======== Data under study

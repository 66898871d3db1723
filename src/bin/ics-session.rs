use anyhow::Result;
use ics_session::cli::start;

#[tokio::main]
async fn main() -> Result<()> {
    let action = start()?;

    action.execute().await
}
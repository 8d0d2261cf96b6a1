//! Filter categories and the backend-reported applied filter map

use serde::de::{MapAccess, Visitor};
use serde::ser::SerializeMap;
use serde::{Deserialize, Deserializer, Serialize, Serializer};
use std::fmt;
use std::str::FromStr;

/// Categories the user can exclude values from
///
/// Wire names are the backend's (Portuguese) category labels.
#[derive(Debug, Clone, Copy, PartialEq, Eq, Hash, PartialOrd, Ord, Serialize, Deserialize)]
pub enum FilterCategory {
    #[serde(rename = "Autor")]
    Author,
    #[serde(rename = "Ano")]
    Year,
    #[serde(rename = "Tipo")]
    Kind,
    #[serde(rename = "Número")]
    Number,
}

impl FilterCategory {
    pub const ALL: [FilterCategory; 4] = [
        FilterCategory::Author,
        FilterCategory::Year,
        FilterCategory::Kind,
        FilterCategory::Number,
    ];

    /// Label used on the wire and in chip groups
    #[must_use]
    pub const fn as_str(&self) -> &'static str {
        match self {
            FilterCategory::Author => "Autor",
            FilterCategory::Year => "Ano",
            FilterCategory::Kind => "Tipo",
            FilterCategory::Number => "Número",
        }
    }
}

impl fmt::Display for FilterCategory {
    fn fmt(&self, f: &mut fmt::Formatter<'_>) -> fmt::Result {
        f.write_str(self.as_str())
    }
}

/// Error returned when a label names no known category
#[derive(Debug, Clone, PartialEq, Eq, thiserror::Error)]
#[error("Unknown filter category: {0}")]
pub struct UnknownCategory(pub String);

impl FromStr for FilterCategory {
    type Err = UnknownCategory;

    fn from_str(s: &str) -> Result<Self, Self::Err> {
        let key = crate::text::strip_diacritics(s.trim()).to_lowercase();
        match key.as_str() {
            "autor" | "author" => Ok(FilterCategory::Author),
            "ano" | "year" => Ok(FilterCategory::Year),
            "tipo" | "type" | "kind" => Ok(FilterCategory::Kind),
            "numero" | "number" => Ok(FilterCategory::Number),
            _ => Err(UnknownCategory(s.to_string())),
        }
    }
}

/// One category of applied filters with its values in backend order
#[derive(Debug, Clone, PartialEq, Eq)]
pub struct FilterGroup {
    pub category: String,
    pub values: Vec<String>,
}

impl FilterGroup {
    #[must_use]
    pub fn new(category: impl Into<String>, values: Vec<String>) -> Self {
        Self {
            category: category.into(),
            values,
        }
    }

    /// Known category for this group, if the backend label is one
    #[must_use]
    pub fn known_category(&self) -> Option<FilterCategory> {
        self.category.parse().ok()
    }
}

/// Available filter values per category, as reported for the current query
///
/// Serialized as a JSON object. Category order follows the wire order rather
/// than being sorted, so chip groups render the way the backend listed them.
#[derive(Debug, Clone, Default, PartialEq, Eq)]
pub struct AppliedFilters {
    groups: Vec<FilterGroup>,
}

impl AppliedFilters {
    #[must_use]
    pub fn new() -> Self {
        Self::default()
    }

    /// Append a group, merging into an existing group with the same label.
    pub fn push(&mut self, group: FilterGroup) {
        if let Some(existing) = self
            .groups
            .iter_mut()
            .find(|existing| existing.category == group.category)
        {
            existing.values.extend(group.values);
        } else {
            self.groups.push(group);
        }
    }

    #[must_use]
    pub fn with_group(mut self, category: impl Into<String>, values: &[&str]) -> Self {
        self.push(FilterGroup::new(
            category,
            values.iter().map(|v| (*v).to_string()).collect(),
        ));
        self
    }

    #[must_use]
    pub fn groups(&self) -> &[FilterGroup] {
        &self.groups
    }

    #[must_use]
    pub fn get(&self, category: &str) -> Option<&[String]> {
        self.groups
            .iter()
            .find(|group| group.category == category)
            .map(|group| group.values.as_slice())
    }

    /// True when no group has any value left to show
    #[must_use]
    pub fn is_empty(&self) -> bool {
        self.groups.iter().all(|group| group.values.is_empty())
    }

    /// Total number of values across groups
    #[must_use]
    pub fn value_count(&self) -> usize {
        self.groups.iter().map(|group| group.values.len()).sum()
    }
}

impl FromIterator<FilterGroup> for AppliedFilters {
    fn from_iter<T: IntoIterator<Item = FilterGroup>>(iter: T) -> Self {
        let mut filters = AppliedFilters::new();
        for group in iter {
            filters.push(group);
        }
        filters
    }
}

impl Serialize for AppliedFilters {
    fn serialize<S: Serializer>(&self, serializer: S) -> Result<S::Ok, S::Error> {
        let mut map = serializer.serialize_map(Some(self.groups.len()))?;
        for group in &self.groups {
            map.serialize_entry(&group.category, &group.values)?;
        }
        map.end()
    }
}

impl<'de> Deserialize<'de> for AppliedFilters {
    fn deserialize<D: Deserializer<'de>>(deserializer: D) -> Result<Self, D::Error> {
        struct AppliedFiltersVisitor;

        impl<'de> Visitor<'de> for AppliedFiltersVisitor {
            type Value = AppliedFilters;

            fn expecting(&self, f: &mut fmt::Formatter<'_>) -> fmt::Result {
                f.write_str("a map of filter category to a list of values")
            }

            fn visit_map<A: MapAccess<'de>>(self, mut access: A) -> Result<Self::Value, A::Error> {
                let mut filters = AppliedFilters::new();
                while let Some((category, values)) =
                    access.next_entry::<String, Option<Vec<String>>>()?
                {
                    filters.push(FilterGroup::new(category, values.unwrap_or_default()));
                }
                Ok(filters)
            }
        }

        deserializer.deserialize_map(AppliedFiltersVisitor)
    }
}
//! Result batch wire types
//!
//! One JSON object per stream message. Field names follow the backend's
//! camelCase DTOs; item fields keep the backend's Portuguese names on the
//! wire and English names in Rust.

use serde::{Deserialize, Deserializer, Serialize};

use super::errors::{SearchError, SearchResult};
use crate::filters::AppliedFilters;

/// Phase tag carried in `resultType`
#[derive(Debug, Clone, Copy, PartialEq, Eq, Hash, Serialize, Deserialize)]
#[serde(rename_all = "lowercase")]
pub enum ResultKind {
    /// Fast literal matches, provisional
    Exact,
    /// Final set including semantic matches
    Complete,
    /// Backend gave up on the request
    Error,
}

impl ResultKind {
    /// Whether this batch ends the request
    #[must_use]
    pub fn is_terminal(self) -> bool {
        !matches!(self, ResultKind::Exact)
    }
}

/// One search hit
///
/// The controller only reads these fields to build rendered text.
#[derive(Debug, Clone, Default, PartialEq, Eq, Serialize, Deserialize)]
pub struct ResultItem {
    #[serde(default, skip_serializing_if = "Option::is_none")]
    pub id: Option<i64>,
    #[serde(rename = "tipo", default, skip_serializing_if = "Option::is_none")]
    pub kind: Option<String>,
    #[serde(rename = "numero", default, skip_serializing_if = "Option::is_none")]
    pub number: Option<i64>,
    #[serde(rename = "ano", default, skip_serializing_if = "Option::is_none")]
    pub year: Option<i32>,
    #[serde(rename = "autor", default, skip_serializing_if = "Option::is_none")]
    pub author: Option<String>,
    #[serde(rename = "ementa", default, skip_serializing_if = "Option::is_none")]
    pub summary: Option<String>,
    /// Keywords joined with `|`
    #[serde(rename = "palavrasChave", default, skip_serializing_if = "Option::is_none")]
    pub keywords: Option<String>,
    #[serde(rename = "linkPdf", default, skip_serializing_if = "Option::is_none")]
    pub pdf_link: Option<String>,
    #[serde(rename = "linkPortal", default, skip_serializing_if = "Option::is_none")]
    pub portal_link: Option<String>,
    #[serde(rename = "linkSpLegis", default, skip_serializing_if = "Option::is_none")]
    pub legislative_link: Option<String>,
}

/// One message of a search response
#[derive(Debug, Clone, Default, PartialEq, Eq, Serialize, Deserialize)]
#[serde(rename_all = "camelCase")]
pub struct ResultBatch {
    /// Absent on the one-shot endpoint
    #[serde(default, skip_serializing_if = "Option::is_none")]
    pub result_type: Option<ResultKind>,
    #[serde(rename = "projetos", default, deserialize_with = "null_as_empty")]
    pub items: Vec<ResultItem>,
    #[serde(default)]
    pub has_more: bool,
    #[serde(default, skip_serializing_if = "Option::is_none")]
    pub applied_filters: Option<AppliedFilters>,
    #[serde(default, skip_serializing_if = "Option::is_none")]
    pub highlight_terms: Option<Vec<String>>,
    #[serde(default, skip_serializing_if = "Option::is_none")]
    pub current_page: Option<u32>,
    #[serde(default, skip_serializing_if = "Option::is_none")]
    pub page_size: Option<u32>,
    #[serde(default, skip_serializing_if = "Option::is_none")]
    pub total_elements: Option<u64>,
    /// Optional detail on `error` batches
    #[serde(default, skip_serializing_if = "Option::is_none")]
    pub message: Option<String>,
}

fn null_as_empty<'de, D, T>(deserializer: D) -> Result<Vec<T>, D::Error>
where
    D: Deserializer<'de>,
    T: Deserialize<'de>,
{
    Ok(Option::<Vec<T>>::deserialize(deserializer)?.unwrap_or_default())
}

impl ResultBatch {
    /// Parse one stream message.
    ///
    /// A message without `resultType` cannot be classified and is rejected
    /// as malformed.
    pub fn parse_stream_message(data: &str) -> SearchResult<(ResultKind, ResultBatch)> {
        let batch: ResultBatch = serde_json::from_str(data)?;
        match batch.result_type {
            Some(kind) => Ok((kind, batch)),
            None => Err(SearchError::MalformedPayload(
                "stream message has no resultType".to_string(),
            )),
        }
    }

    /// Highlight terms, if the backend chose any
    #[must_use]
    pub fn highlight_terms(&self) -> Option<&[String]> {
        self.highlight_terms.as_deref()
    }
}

================

Looking at the records above, please work out how many lines contain "ResultBatch" and state only that number.

4